Consangüinidade explica deformações na coluna vertebral

Consangüinidade explica deformações na coluna vertebral 


O geneticista da Universidade Federal de Minas Gerais Fabrício Santos aponta as deformações na coluna vertebral de peixes-bois como uma evidência da baixa variabilidade genética. Segundo ele, a escoliose registrada em dois animais mantidos nos oceanários do Centro Mamíferos Aquáticos (CMA/Ibama), em Itamaracá, provavelmente resulta da consangüinidade.
 

Apresentam o problema Xica, o peixe-boi fêmea que vivia na Praça do Derby, no Recife, e Sheila, uma das gêmeas geradas por Sereia.
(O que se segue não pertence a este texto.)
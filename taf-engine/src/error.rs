//! Error types for the engine crate.

use taf_core::{CoreError, SessionId, TmiId, TrustSource};

use crate::session::SessionState;

/// Errors surfaced by the engine to clients or to the embedding process.
#[derive(Debug, thiserror::Error)]
#[non_exhaustive]
pub enum EngineError {
    /// No template is registered under this `name@version`.
    #[error("unknown trust model template: {0}")]
    UnknownTemplate(String),

    /// Session does not exist (or was already torn down).
    #[error("session not found: {0}")]
    SessionNotFound(SessionId),

    /// Session exists but cannot accept the request in its current state.
    #[error("session {session} is {state}")]
    SessionState { session: SessionId, state: SessionState },

    /// A trust source subscription was refused or could not be requested.
    #[error("subscription to {trust_source} failed: {reason}")]
    SubscriptionFailed { trust_source: TrustSource, reason: String },

    #[error(transparent)]
    Transport(#[from] TransportError),

    #[error(transparent)]
    Fusion(#[from] FusionError),

    /// A worker or manager queue was closed while sending to it.
    #[error("{0} queue closed")]
    QueueClosed(&'static str),

    /// Configuration value out of range.
    #[error("invalid configuration: {0}")]
    Config(String),

    #[error(transparent)]
    Io(#[from] std::io::Error),

    #[error(transparent)]
    Json(#[from] serde_json::Error),

    #[error(transparent)]
    Core(#[from] CoreError),
}

/// Errors from a [`Transport`](crate::transport::Transport).
#[derive(Debug, thiserror::Error)]
#[non_exhaustive]
pub enum TransportError {
    /// The receiving side has gone away.
    #[error("transport closed")]
    Closed,

    #[error("transport I/O failed: {0}")]
    Io(#[from] std::io::Error),
}

/// Errors from a [`FusionEngine`](crate::fusion::FusionEngine).
#[derive(Debug, Clone, PartialEq, thiserror::Error)]
#[non_exhaustive]
pub enum FusionError {
    /// The structure has no node without incoming edges.
    #[error("trust graph of {tmi} has no root")]
    MissingRoot { tmi: TmiId },

    /// An operator produced an invalid opinion.
    #[error("fusion of {tmi} failed: {reason}")]
    Operator { tmi: TmiId, reason: String },
}
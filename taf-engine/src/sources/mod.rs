//! Trust source handlers, one per evidence source.
//!
//! A handler owns the subscription lifecycle toward its source and turns
//! raw evidence into atomic opinion updates through the quantifiers of
//! every affected session. Handlers never touch instances: they hand
//! updates and outbound requests to a [`TamAccess`] sink, which the
//! assessment manager applies after the handler returns.

mod aiv;
mod mbd;
mod ntm;
mod tch;

pub use aiv::AivHandler;
pub use mbd::MbdHandler;
pub use ntm::NtmHandler;
pub use tch::TchHandler;

use serde::Serialize;
use taf_core::{
    CompletionParty, EntityId, EvidenceMap, RequestId, SessionId, TrustSource, TrustSourceQuantifier, Update,
};

use crate::config::EngineConfig;
use crate::message::{Envelope, MessageType};
use crate::session::{Session, SessionTable};
use crate::transport::Outbound;
use crate::EngineError;

/// What a handler may see of and ask from the assessment manager.
pub trait TamAccess {
    fn session(&self, id: &SessionId) -> Option<&Session>;

    fn config(&self) -> &EngineConfig;

    /// Certificate presented when subscribing to a source.
    fn attestation_certificate(&self) -> &str;

    /// Queues `updates` for every instance of `session`.
    fn dispatch(&mut self, session: &SessionId, updates: Vec<Update>);

    fn send(&mut self, outbound: Outbound);
}

/// Uniform capability set of a trust source handler.
pub trait TrustSourceHandler {
    type Notify;

    fn trust_source(&self) -> TrustSource;

    /// Registers `session`; `party` settles once the session can receive evidence.
    fn add_session(&mut self, session: &Session, party: CompletionParty<EngineError>, access: &mut dyn TamAccess);

    /// Unregisters `session`; `party` settles once it no longer receives evidence.
    fn remove_session(&mut self, session: &SessionId, party: CompletionParty<EngineError>, access: &mut dyn TamAccess);

    fn handle_notify(&mut self, notify: Self::Notify, access: &mut dyn TamAccess);

    fn registered_sessions(&self) -> Vec<SessionId>;
}

/// [`TamAccess`] that buffers effects for the manager to apply afterwards.
pub struct Effects<'a> {
    sessions: &'a SessionTable,
    config: &'a EngineConfig,
    certificate: &'a str,
    dispatches: Vec<(SessionId, Vec<Update>)>,
    outbound: Vec<Outbound>,
}

impl<'a> Effects<'a> {
    #[must_use]
    pub fn new(sessions: &'a SessionTable, config: &'a EngineConfig, certificate: &'a str) -> Self {
        Self { sessions, config, certificate, dispatches: Vec::new(), outbound: Vec::new() }
    }

    /// Buffered updates per session and outbound messages, in request order.
    #[must_use]
    pub fn into_parts(self) -> (Vec<(SessionId, Vec<Update>)>, Vec<Outbound>) {
        (self.dispatches, self.outbound)
    }
}

impl TamAccess for Effects<'_> {
    fn session(&self, id: &SessionId) -> Option<&Session> {
        self.sessions.get(id)
    }

    fn config(&self) -> &EngineConfig {
        self.config
    }

    fn attestation_certificate(&self) -> &str {
        self.certificate
    }

    fn dispatch(&mut self, session: &SessionId, updates: Vec<Update>) {
        if !updates.is_empty() {
            self.dispatches.push((session.clone(), updates));
        }
    }

    fn send(&mut self, outbound: Outbound) {
        self.outbound.push(outbound);
    }
}

/// Sends a request to `topic` that the source answers on our endpoint.
///
/// # Errors
/// Returns [`EngineError::Json`] if the payload cannot be serialized.
fn request(
    access: &mut dyn TamAccess,
    topic: &str,
    message_type: MessageType,
    payload: &impl Serialize,
) -> Result<RequestId, EngineError> {
    let request_id = RequestId::generate();
    let envelope = Envelope::new(message_type, access.config().identifier.clone(), payload)?
        .with_response_topic(access.config().communication.taf_endpoint.clone())
        .with_request_id(Some(request_id.clone()));
    access.send(Outbound { topic: topic.to_owned(), envelope });
    Ok(request_id)
}

/// Concrete trustee of `quantifier`'s kind for raw source identifiers,
/// such as `V_5` or `vehicle_5` for `["5"]`.
fn trustee_of_kind(quantifier: &TrustSourceQuantifier, segments: &[&str]) -> Option<EntityId> {
    let trustee = EntityId::new(quantifier.trustee.kind(), segments.iter().copied()).ok()?;
    quantifier.applies_to(quantifier.source, &trustee).then_some(trustee)
}

/// Runs `quantifier` on `evidence` and wraps the opinion as an update.
fn quantify(
    session: &SessionId,
    quantifier: &TrustSourceQuantifier,
    trustee: EntityId,
    evidence: &EvidenceMap,
) -> Option<Update> {
    let Some(trustor) = quantifier.trustor.as_concrete() else {
        tracing::warn!(%session, trustor = %quantifier.trustor, "quantifier trustor is not concrete, skipping");
        return None;
    };
    let opinion = quantifier.quantify(evidence);
    tracing::debug!(%session, source = %quantifier.source, %trustee, %opinion, ?evidence, "quantified evidence");
    Some(Update::atomic(opinion, quantifier.source, trustor, trustee))
}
O filhote de Xica, Xiquito, que morreu há três anos, também tinha um defeito de postura semelhante a um desvio da coluna. Enquanto Xica (quase 40 anos) foi capturada ainda filhote em Goiana, no litoral norte de Pernambuco, Sereia (de 11 anos) encalhou em Barro Preto (CE).
 

Com o estudo genético, a equipe pretende ainda comprovar se Poqui, um peixe-boi proveniente do Amapá, é híbrido. É que ele tem características do peixe-boi marinho (cor cinza) e amazônico (menor tamanho e mancha clara no ventre).